◆ Exercise aim ◆
Word for word, give again the line holding "pub use file::FileProducer;" and each line after it to the end of the listing below.
--- Given entries Enclosed Below ---
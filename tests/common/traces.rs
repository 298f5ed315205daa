//! Trace fixtures in the agent's output format

/// One plain round
pub const SINGLE_ROUND: &str = "\
New Round:
I am at [1,1]
seeing: [no,no,no]
I'm going to: [1,2]
New time: 1
New score: -1
";

/// Wumpus suspicion raised in round 0, cleared in round 1
pub const SUSPICION_CLEARED: &str = "\
New Round:
I am at [2,2]
seeing: [yes,no,no]
KB learn [2,3] - maybe there is a Wumpus!
KB learn [3,2] - maybe there is a Wumpus!
I'm going to: [2,1]
New time: 1
New score: -1
New Round:
I am at [2,1]
seeing: [no,no,no]
KB learn [2,3] - no Wumpus there!
KB learn [3,1] is OK
I'm going to: [3,1]
New time: 2
New score: -2
";

/// First block lacks `New time:`
pub const FIRST_BLOCK_INCOMPLETE: &str = "\
New Round:
I am at [1,1]
seeing: [no,no,no]
I'm going to: [1,2]
New score: -1
New Round:
I am at [1,2]
seeing: [no,yes,no]
KB learn [1,3] - maybe there is a Pit!
I'm going to: [1,1]
New time: 2
New score: -2
";

/// Three rounds ending in a win
pub const WINNING_GAME: &str = "\
Agent starting
New Round:
I am at [1,1]
seeing: [no,no,no]
KB learn [1,2] is OK
KB learn [2,1] is OK
I'm going to: [2,1]
New time: 1
New score: -1
New Round:
I am at [2,1]
seeing: [yes,no,no]
KB learn Wumpus is definitely at [3,1]
I shoot an arrow at [3,1]!
Wumpus at [3,1] is killed!
New time: 2
New score: -11
New Round:
I am at [2,1]
seeing: [no,no,yes]
I grab the gold!
New time: 3
New score: 989
WON!
";

/// Delimiter present but no round survives
pub const NO_VALID_ROUNDS: &str = "\
New Round:
garbage
New Round:
I am at [1,1]
";
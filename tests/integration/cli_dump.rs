//! CLI tests for the `dump` and `replay` subcommands

use std::path::Path;

use assert_cmd::Command;
use predicates::prelude::*;
use tempfile::TempDir;

use super::common::traces;

fn wumpus_replay(data_dir: &Path) -> Command {
    let mut cmd = Command::cargo_bin("wumpus-replay").expect("binary not built");
    cmd.arg("--data-dir").arg(data_dir);
    cmd
}

fn write_trace(dir: &TempDir, contents: &str) -> std::path::PathBuf {
    let path = dir.path().join("kb.txt");
    std::fs::write(&path, contents).expect("Failed to write trace");
    path
}

#[test]
fn test_dump_prints_rounds_as_json() {
    let dir = tempfile::tempdir().unwrap();
    let trace = write_trace(&dir, traces::WINNING_GAME);

    let output = wumpus_replay(dir.path())
        .arg("dump")
        .arg(&trace)
        .assert()
        .success()
        .get_output()
        .stdout
        .clone();

    let json: serde_json::Value = serde_json::from_slice(&output).expect("stdout is not JSON");
    let rounds = json["rounds"].as_array().expect("rounds array");
    assert_eq!(rounds.len(), 3);
    assert_eq!(rounds[0]["index"], 0);
    assert_eq!(rounds[2]["end_status"], "won");
    assert_eq!(rounds[1]["wumpus_status"], "dead");

    assert!(dir.path().join("config.toml").exists());
    assert!(dir.path().join("logs").join("wumpus-replay.log").exists());
}

#[test]
fn test_dump_reports_dropped_rounds_on_stderr() {
    let dir = tempfile::tempdir().unwrap();
    let trace = write_trace(&dir, traces::FIRST_BLOCK_INCOMPLETE);

    wumpus_replay(dir.path())
        .arg("dump")
        .arg(&trace)
        .assert()
        .success()
        .stderr(predicate::str::contains("Incomplete data for block 1"))
        .stdout(predicate::str::contains("\"index\": 0"));
}

#[test]
fn test_dump_fails_without_rounds() {
    let dir = tempfile::tempdir().unwrap();
    let trace = write_trace(&dir, "no delimiters here\n");

    wumpus_replay(dir.path())
        .arg("dump")
        .arg(&trace)
        .assert()
        .failure()
        .stderr(predicate::str::contains("New Round:"));
}

#[test]
fn test_dump_missing_file() {
    let dir = tempfile::tempdir().unwrap();

    wumpus_replay(dir.path())
        .arg("dump")
        .arg(dir.path().join("absent.txt"))
        .assert()
        .failure()
        .stderr(predicate::str::contains("Failed to read trace"));
}

#[test]
fn test_replay_steps_through_piped_commands() {
    let dir = tempfile::tempdir().unwrap();
    let trace = write_trace(&dir, traces::SINGLE_ROUND);

    wumpus_replay(dir.path())
        .arg("replay")
        .arg(&trace)
        .write_stdin("s\nn\nq\n")
        .assert()
        .success()
        .stdout(predicate::str::contains("Step 0: Agent at [1,1]"))
        .stdout(predicate::str::contains("End of simulation data reached."));

    assert!(dir.path().join("logs").join("wumpus-replay.log").exists());
}
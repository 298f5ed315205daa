pub mod error;
pub mod file;
pub mod mock;
pub mod process;
pub mod runner;

pub use error::ProducerError;
pub use file::FileProducer;
pub use process::ProcessProducer;
pub use runner::{ProducerOutput, TraceProducer};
--- End of Enclosed Given entries ---
◆ Solution for this exercise ◆
pub use file::FileProducer;
pub use process::ProcessProducer;
pub use runner::{ProducerOutput, TraceProducer};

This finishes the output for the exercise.